April 23 (Bloomberg) -- Asia's cancer rate may jump by almost 60 percent to 7.1 million new cases a year by 2020, straining the region's ill-prepared health systems, said Richard Horton, editor of the British medical journal Lancet.
Aging populations, tobacco use and increasing rates of obesity are fueling the incidence of deadly tumors in Asian patients too poor to afford the most advanced treatments including Herceptin and Avastin, sold by Roche Holding AG, the drugmaker based in Basel, Switzerland, Horton said April 21 at an international cancer meeting in Singapore.
Asia's prevalence of cancer deaths may climb 45 percent to 163 per 100,000 people by 2030 from about 112 per 100,000 in 2005, according to the World Health Organization. At that rate it would overtake the Americas, where cancer-related mortalities are expected to rise to 156 per 100,000 from 136 over the same period. Europe, which has the highest prevalence at 215 per 100,000, may increase about 9 percent to 234 per 100,000.

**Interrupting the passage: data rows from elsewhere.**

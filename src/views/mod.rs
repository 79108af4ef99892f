pub mod detail;
pub mod markers;
pub mod sidebar;
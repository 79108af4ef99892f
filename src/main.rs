use std::sync::Arc;
use clap::Parser;
use dotenv::dotenv;
use tracing::info;
use crate::config::Config;
use crate::controller::AppState;
use crate::repositories::local_catalog::StaticCatalog;
use crate::repositories::places_repo::GooglePlacesClient;
use crate::services::finder::Finder;

pub mod config;
pub mod controller;
pub mod error;
pub mod helpers;
pub mod models;
pub mod repositories;
pub mod services;
pub mod views;

#[tokio::main]
async fn main() -> anyhow::Result<()> {
    dotenv().ok();
    tracing_subscriber::fmt::init();

    let config = Config::parse();
    info!("Starting restaurant finder in {} environment", config.environment);

    let catalog = StaticCatalog::new(config.catalog_location.clone());
    let places = GooglePlacesClient::new(
        config.places_base_url.clone(),
        config.google_api_key.clone(),
    );
    let finder = Finder::new(
        Arc::new(catalog),
        Arc::new(places),
        config.search_radius_meters,
        config.search_keyword.clone(),
    );

    controller::serve(AppState { finder: Arc::new(finder) }, &config).await
}
use std::sync::Arc;
use axum::{Extension, Json, Router};
use axum::extract::Path;
use axum::http::StatusCode;
use axum::response::IntoResponse;
use axum::routing::{get, post};
use serde::{Deserialize, Serialize};
use crate::controller::AppState;
use crate::models::restaurant::Review;
use crate::services::finder::Finder;
use crate::services::session::{DetailPanel, FinderSession};
use crate::views::detail::render_detail;

pub fn router(app_state: AppState) -> Router {
    Router::new()
        .route("/", get(retrieve_detail_panel))
        .route("/close", post(close_detail_panel))
        .route("/:place_id/open", post(open_detail_panel))
        .route("/:place_id/reviews", post(add_review))
        .route_layer(Extension(app_state.finder))
}

#[derive(Serialize, Debug)]
pub struct DetailPanelView {
    pub panel: DetailPanel,
    pub html: Option<String>,
}

fn panel_view(session: &FinderSession) -> DetailPanelView {
    let html = match session.panel() {
        DetailPanel::Open(place_id) => session.restaurant(place_id).ok().map(render_detail),
        DetailPanel::Closed => None,
    };

    DetailPanelView {
        panel: session.panel().clone(),
        html,
    }
}

pub async fn retrieve_detail_panel(
    Extension(finder): Extension<Arc<Finder>>,
) -> impl IntoResponse {
    let session = finder.session().lock().await;
    (StatusCode::OK, Json(panel_view(&session))).into_response()
}

/// Marker click: shows the restaurant's current reviews.
pub async fn open_detail_panel(
    Extension(finder): Extension<Arc<Finder>>,
    Path(place_id): Path<String>,
) -> impl IntoResponse {
    let mut session = finder.session().lock().await;

    if let Err(e) = session.open_detail(&place_id) {
        return e.into_response();
    }
    (StatusCode::OK, Json(panel_view(&session))).into_response()
}

pub async fn close_detail_panel(
    Extension(finder): Extension<Arc<Finder>>,
) -> impl IntoResponse {
    let mut session = finder.session().lock().await;
    session.close_detail();
    (StatusCode::OK, Json(panel_view(&session))).into_response()
}

#[derive(Clone, Serialize, Deserialize, Debug)]
pub struct AddReviewBody {
    pub name: String,
    pub comment: String,
    pub rating: f64,
}

/// Review typed into the panel of a catalog restaurant. Never leaves this process.
pub async fn add_review(
    Extension(finder): Extension<Arc<Finder>>,
    Path(place_id): Path<String>,
    Json(body): Json<AddReviewBody>,
) -> impl IntoResponse {
    let mut session = finder.session().lock().await;
    let review = Review {
        name: body.name,
        rating: body.rating,
        comment: body.comment,
    };

    return match session.add_user_review(&place_id, review) {
        Ok(restaurant) => (StatusCode::OK, render_detail(restaurant)).into_response(),
        Err(e) => e.into_response(),
    };
}
/// Escapes text for use inside HTML element content or a quoted attribute.
pub fn escape(text: &str) -> String {
    let mut escaped = String::with_capacity(text.len());
    for ch in text.chars() {
        match ch {
            '&' => escaped.push_str("&amp;"),
            '<' => escaped.push_str("&lt;"),
            '>' => escaped.push_str("&gt;"),
            '"' => escaped.push_str("&quot;"),
            '\'' => escaped.push_str("&#39;"),
            _ => escaped.push(ch),
        }
    }
    escaped
}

``There really is going to be an incredible pandemic of cancer like we've not seen -- we couldn't have imagined it -- over the next 20 years,'' Horton said in an interview in Singapore, where he spoke at the Lancet Asia Medical Forum. ``We barely have the health systems to handle infectious diseases, so how on earth are we going to deal with this?''
Cancer already kills more people worldwide than AIDS, tuberculosis and malaria combined. Spending to prevent and treat chronic diseases such as cancer and diabetes may slow the expansion of China and India, the world's two fastest-growing major economies, researchers said at the meeting in Singapore.
`A Fortune'
``It is going to cost them a fortune in terms of health care expenditure,'' Horton said, adding that it will ``eliminate a huge number of people from the labor market. We think AIDS is a disaster to the world now. You have seen nothing yet.''
It costs close to $50,000 in Great Britain to treat a breast cancer patient using Herceptin, which generated $3.2 billion in sales last year for Roche and its partner South San Francisco, California-based Genentech Inc. In comparison, per capita government expenditure on health was $4 in Bangladesh, $7 in India, $11 in Indonesia and $22 in China in 2003, according to data compiled by the WHO.

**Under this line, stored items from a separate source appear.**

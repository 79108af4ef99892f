use serde::{Deserialize, Serialize};
use serde_with::{serde_as, DefaultOnNull, DisplayFromStr, PickFirst};

use crate::models::restaurant::Review;

/// One entry of the bundled restaurants file.
#[serde_as]
#[derive(Clone, Serialize, Deserialize, Debug, Default, PartialEq)]
#[serde(rename_all = "camelCase")]
pub struct LocalRecord {
    pub restaurant_name: String,
    #[serde(default)]
    pub address: String,
    #[serde(default)]
    pub lat: Option<f64>,
    #[serde(default)]
    pub lng: Option<f64>,
    #[serde_as(as = "DefaultOnNull<PickFirst<(_, DisplayFromStr)>>")]
    #[serde(default)]
    pub average_rating: f64,
    #[serde_as(as = "DefaultOnNull<PickFirst<(_, DisplayFromStr)>>")]
    #[serde(default)]
    pub total_ratings: u64,
    #[serde(default)]
    pub restaurant_id: Option<String>,
    #[serde(default)]
    pub source: Option<String>,
    #[serde_as(as = "DefaultOnNull")]
    #[serde(default)]
    pub reviews: Vec<Review>,
    #[serde_as(as = "DefaultOnNull")]
    #[serde(default)]
    pub photos: Vec<LocalPhoto>,
}

#[derive(Clone, Serialize, Deserialize, Debug, PartialEq)]
pub struct LocalPhoto {
    #[serde(rename = "streetviewURL")]
    pub streetview_url: String,
}
//! Core contracts for cycle-accurate 65xx emulation.
//!
//! One bus access per clock cycle. The CPU crate consumes the [`Bus`] trait
//! and never interprets addresses beyond the interrupt vectors; address
//! decoding belongs to the bus implementation.

mod bus;
mod ticks;

pub use bus::{Bus, FlatBus};
pub use ticks::Ticks;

Asia accounted for about half the 7 million cancer deaths worldwide in 2002, with 23 percent in China alone, D. Maxwell Parkin, a visiting research fellow at the University of Oxford's clinical trial service unit, told the two-day forum.
Health Insurance
``Historically in developing countries, people died before they could get cancer,'' said You-Lin Qiao, a professor of cancer epidemiology at the Chinese Academy of Medical Sciences in Beijing. ``Now they are living longer, we're seeing more cancer'' and degenerative diseases of the brain, he said.
The majority of China's rural dwellers don't have health insurance, Qiao said in an interview. The cost of treatment, therefore, is borne by the entire family.

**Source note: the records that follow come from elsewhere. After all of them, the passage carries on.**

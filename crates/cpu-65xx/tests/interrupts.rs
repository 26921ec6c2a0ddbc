//! Interrupt latching, priority, masking, and halt-state behavior.

use cpu_65xx::flags::{B, D, I, U};
use cpu_65xx::{Cpu, PendingInterrupt, RunState, Variant};
use emu_core::{Bus, FlatBus};

const ORIGIN: u16 = 0x0400;
const IRQ_HANDLER: u16 = 0x1000;
const NMI_HANDLER: u16 = 0x2000;

fn system(variant: Variant, program: &[u8]) -> (Cpu, FlatBus) {
    let mut bus = FlatBus::new();
    bus.load(ORIGIN, program);
    bus.set_reset_vector(ORIGIN);
    bus.set_irq_vector(IRQ_HANDLER);
    bus.set_nmi_vector(NMI_HANDLER);
    let mut cpu = Cpu::with_variant(variant);
    cpu.reset(&mut bus);
    (cpu, bus)
}

#[test]
fn reset_sequence_is_seven_observable_cycles() {
    let mut bus = FlatBus::new();
    bus.set_reset_vector(ORIGIN);
    let mut cpu = Cpu::with_variant(Variant::Nmos6502);
    let before = bus.accesses();
    cpu.reset(&mut bus);
    assert_eq!(bus.accesses() - before, 7);
    assert_eq!(cpu.current().pc, ORIGIN);
    assert_eq!(cpu.current().s, 0xFD);
    assert_eq!(cpu.total_cycles().get(), 7);
}

#[test]
fn masked_irq_stays_latched() {
    // Post-reset I=1, so the IRQ is held pending across instructions.
    let (mut cpu, mut bus) = system(Variant::Nmos6502, &[0xEA, 0x58, 0xEA]);
    cpu.signal_irq();
    cpu.step(&mut bus); // NOP
    assert_eq!(cpu.current().pending, PendingInterrupt::Irq);
    assert_eq!(cpu.current().pc, ORIGIN + 1);

    cpu.step(&mut bus); // CLI
    assert_eq!(cpu.current().pending, PendingInterrupt::Irq);

    // Now unmasked: the next step services the interrupt, 7 cycles.
    let cycles = cpu.step(&mut bus);
    assert_eq!(cycles, 7);
    assert_eq!(cpu.current().pc, IRQ_HANDLER);
    assert_eq!(cpu.current().pending, PendingInterrupt::None);
    assert!(cpu.current().p.is_set(I));
}

#[test]
fn irq_pushes_return_state_with_b_clear() {
    let (mut cpu, mut bus) = system(Variant::Nmos6502, &[0x58, 0xEA]);
    cpu.step(&mut bus); // CLI
    cpu.signal_irq();
    cpu.step(&mut bus); // service
    // Return address is the interrupted PC ($0401), pushed high first.
    assert_eq!(bus.peek(0x01FD), 0x04);
    assert_eq!(bus.peek(0x01FC), 0x01);
    let pushed_p = bus.peek(0x01FB);
    assert_eq!(pushed_p & B, 0);
    assert_eq!(pushed_p & U, U);
    assert_eq!(cpu.current().s, 0xFA);
}

#[test]
fn brk_pushes_pc_plus_two_with_b_set() {
    let (mut cpu, mut bus) = system(Variant::Nmos6502, &[0x00, 0xFF]);
    let cycles = cpu.step(&mut bus);
    assert_eq!(cycles, 7);
    assert_eq!(cpu.current().pc, IRQ_HANDLER);
    // BRK skips its signature byte: pushed PC is $0402.
    assert_eq!(bus.peek(0x01FD), 0x04);
    assert_eq!(bus.peek(0x01FC), 0x02);
    assert_eq!(bus.peek(0x01FB) & B, B);
    assert!(cpu.current().p.is_set(I));
}

#[test]
fn interrupt_decimal_flag_policy_differs_by_family() {
    for (variant, d_cleared) in [
        (Variant::Nmos6502, false),
        (Variant::Nmos6502Simple, false),
        (Variant::Wdc65C02, true),
        (Variant::Rockwell65C02, true),
    ] {
        // SED, then BRK.
        let (mut cpu, mut bus) = system(variant, &[0xF8, 0x00, 0xFF]);
        cpu.step(&mut bus);
        assert!(cpu.current().p.is_set(D));
        cpu.step(&mut bus);
        assert_eq!(
            cpu.current().p.is_set(D),
            !d_cleared,
            "D after BRK on {variant}"
        );
    }
}

#[test]
fn nmi_overrides_a_pending_irq() {
    let (mut cpu, mut bus) = system(Variant::Nmos6502, &[0xEA, 0xEA]);
    cpu.signal_irq();
    cpu.signal_nmi();
    assert_eq!(cpu.current().pending, PendingInterrupt::Nmi);
    cpu.step(&mut bus); // NMI services even with I=1
    assert_eq!(cpu.current().pc, NMI_HANDLER);
    assert_eq!(cpu.current().pending, PendingInterrupt::None);
}

#[test]
fn reset_overrides_everything() {
    let (mut cpu, mut bus) = system(Variant::Nmos6502, &[0xEA, 0xEA]);
    cpu.signal_nmi();
    cpu.signal_reset();
    assert_eq!(cpu.current().pending, PendingInterrupt::Reset);
    let cycles = cpu.step(&mut bus);
    assert_eq!(cycles, 7);
    assert_eq!(cpu.current().pc, ORIGIN);
    assert_eq!(cpu.current().s, 0xFD);
    assert_eq!(cpu.current().pending, PendingInterrupt::None);
}

#[test]
fn clear_irq_releases_the_line_before_service() {
    let (mut cpu, mut bus) = system(Variant::Nmos6502, &[0x58, 0xEA]);
    cpu.step(&mut bus); // CLI
    cpu.signal_irq();
    cpu.clear_irq();
    cpu.step(&mut bus);
    // The NOP ran; no interrupt was taken.
    assert_eq!(cpu.current().pc, ORIGIN + 2);
}

#[test]
fn wai_waits_until_any_interrupt_is_latched() {
    // WAI; NOP, with interrupts masked.
    let (mut cpu, mut bus) = system(Variant::Wdc65C02, &[0xCB, 0xEA]);
    assert_eq!(cpu.step(&mut bus), 3);
    assert_eq!(cpu.current().run_state, RunState::Waiting);

    // Waiting burns no bus cycles.
    let before = bus.accesses();
    for _ in 0..5 {
        assert!(cpu.clock(&mut bus));
    }
    assert_eq!(bus.accesses(), before);

    // A masked IRQ wakes the CPU; execution falls through to the NOP.
    cpu.signal_irq();
    cpu.step(&mut bus);
    assert_eq!(cpu.current().run_state, RunState::Running);
    assert_eq!(cpu.current().pc, ORIGIN + 2);
    // The latch is still there for when I clears.
    assert_eq!(cpu.current().pending, PendingInterrupt::Irq);
}

#[test]
fn wai_services_an_unmasked_interrupt_on_wake() {
    // CLI; WAI.
    let (mut cpu, mut bus) = system(Variant::Wdc65C02, &[0x58, 0xCB, 0xEA]);
    cpu.step(&mut bus);
    cpu.step(&mut bus);
    assert_eq!(cpu.current().run_state, RunState::Waiting);
    cpu.signal_irq();
    let cycles = cpu.step(&mut bus);
    assert_eq!(cycles, 7);
    assert_eq!(cpu.current().pc, IRQ_HANDLER);
}

#[test]
fn stopped_cpu_restarts_only_on_reset() {
    let (mut cpu, mut bus) = system(Variant::Wdc65C02, &[0xDB, 0xEA]);
    cpu.step(&mut bus);
    assert_eq!(cpu.current().run_state, RunState::Stopped);

    cpu.signal_irq();
    cpu.signal_nmi();
    for _ in 0..5 {
        cpu.clock(&mut bus);
    }
    assert_eq!(cpu.current().run_state, RunState::Stopped);

    cpu.signal_reset();
    cpu.step(&mut bus);
    assert_eq!(cpu.current().run_state, RunState::Running);
    assert_eq!(cpu.current().pc, ORIGIN);
}

#[test]
fn handle_pending_interrupt_is_idempotent() {
    let (mut cpu, mut bus) = system(Variant::Nmos6502, &[0xEA]);
    // Nothing pending: no service, no state change.
    let before = *cpu.current();
    assert!(!cpu.handle_pending_interrupt(&mut bus));
    assert_eq!(cpu.current().pc, before.pc);
    assert_eq!(cpu.current().s, before.s);

    // Masked IRQ: still nothing.
    cpu.signal_irq();
    assert!(!cpu.handle_pending_interrupt(&mut bus));
    assert_eq!(cpu.current().pending, PendingInterrupt::Irq);

    // NMI: serviced immediately, full 7-cycle sequence.
    cpu.signal_nmi();
    let before = bus.accesses();
    assert!(cpu.handle_pending_interrupt(&mut bus));
    assert_eq!(bus.accesses() - before, 7);
    assert_eq!(cpu.current().pc, NMI_HANDLER);
}

#[test]
fn handle_pending_interrupt_wakes_a_waiting_cpu() {
    let (mut cpu, mut bus) = system(Variant::Wdc65C02, &[0xCB, 0xEA]);
    cpu.step(&mut bus); // WAI
    assert_eq!(cpu.current().run_state, RunState::Waiting);
    cpu.signal_nmi();
    assert!(cpu.handle_pending_interrupt(&mut bus));
    assert_eq!(cpu.current().run_state, RunState::Running);
    assert_eq!(cpu.current().pc, NMI_HANDLER);
}

#[test]
fn snapshot_covers_interrupt_sequences() {
    let (mut cpu, mut bus) = system(Variant::Nmos6502, &[0xEA, 0xEA]);
    cpu.step(&mut bus);
    cpu.signal_nmi();
    cpu.step(&mut bus);
    // Prev holds the state from just before the sequence was installed.
    assert_eq!(cpu.prev().pc, ORIGIN + 1);
    assert_eq!(cpu.current().pc, NMI_HANDLER);
}

#[test]
fn rti_returns_from_an_interrupt() {
    let (mut cpu, mut bus) = system(Variant::Nmos6502, &[0x58, 0xEA, 0xEA]);
    bus.load(IRQ_HANDLER, &[0x40]); // RTI
    cpu.step(&mut bus); // CLI
    cpu.signal_irq();
    cpu.step(&mut bus); // service
    assert_eq!(cpu.current().pc, IRQ_HANDLER);
    cpu.step(&mut bus); // RTI
    assert_eq!(cpu.current().pc, ORIGIN + 1);
    assert_eq!(cpu.current().s, 0xFD);
    assert!(!cpu.current().p.is_set(I));
}
//! Cycle-accurate MOS 6502 / WDC 65C02 / Rockwell 65C02 CPU core.
//!
//! Every opcode is decomposed into a fixed pipeline of one-cycle
//! micro-ops; each `clock()` advances exactly one of them, performing at
//! most one bus access. The state buffer keeps a committed snapshot of
//! the pre-instruction state, so after every `step()` the caller can diff
//! `prev` against `current` to see precisely what one instruction did —
//! the foundation the cycle-accurate test harnesses build on.
//!
//! Four variants share the engine and differ only in their decode tables
//! and interrupt D-flag policy: the NMOS 6502 (full illegal-opcode set),
//! a simplified NMOS without illegals, the WDC 65C02 and the Rockwell
//! 65C02.

mod cpu;
mod execute;
pub mod flags;
mod microcode;
mod state;
mod tables;

pub use cpu::{Cpu, UnknownVariant, Variant};
pub use flags::Status;
pub use state::{CpuState, PendingInterrupt, RunState, StateBuffer};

Attacks on China's medical personnel almost doubled last year to 9.83 million cases, with 5,519 staff injured, causing 200 million yuan ($26 million) in costs, the official Xinhua News Agency reported last week, citing Vice Minister of Health Chen Xiaohong.
The violence reflects the growing frustration in China over a health system struggling to provide affordable medical care, said Tony Mok, professor of clinical oncology in Hong Kong's Prince of Wales Hospital, who consults in the southern Chinese city of Guangzhou.
Doctor Shortage
``The doctor treats the patient,'' Mok said. ``The family thinks it is going to work. They get all their money, sell their cow, sell their house, and then the patient dies. They get very angry.''
About 1.1 million doctors and nurses are urgently needed in Southeast Asia alone, where shortages of health-care workers exist in six of the region's 11 countries, according to the WHO's 2006 World Health Report. Developing countries make up 85 percent of the world's population, but have a third of the world's radiotherapy machines, which are used to treat cancer.
``If nothing happens, there will be a disaster,'' said Franco Cavalli, president of the Geneva-based International Union Against Cancer. ``For the time being, governments don't realize, or do not want to realize, that this is a bomb which is going to explode.''
Developing nations in Asia have little access to anti- cancer drugs now, with the U.S., Europe and Japan absorbing 95 percent of the global supply, Cavalli said.
`Westernization' of Diets
Lung cancer, Asia's biggest cancer-killer and driven by tobacco-smoking, may increase 42 percent to almost 1 million deaths a year between 2005 and 2015, the Geneva-based agency reports. Stomach cancer, the second-biggest type of the disease in Asia, may grow 25 percent to 1.2 million deaths a year over the same period, the WHO says.
Still the ``Westernization'' of Asian diets, including rising consumption of alcohol and red meat, is causing higher rates of breast, colon and rectum cancer, Oxford's Parkin said.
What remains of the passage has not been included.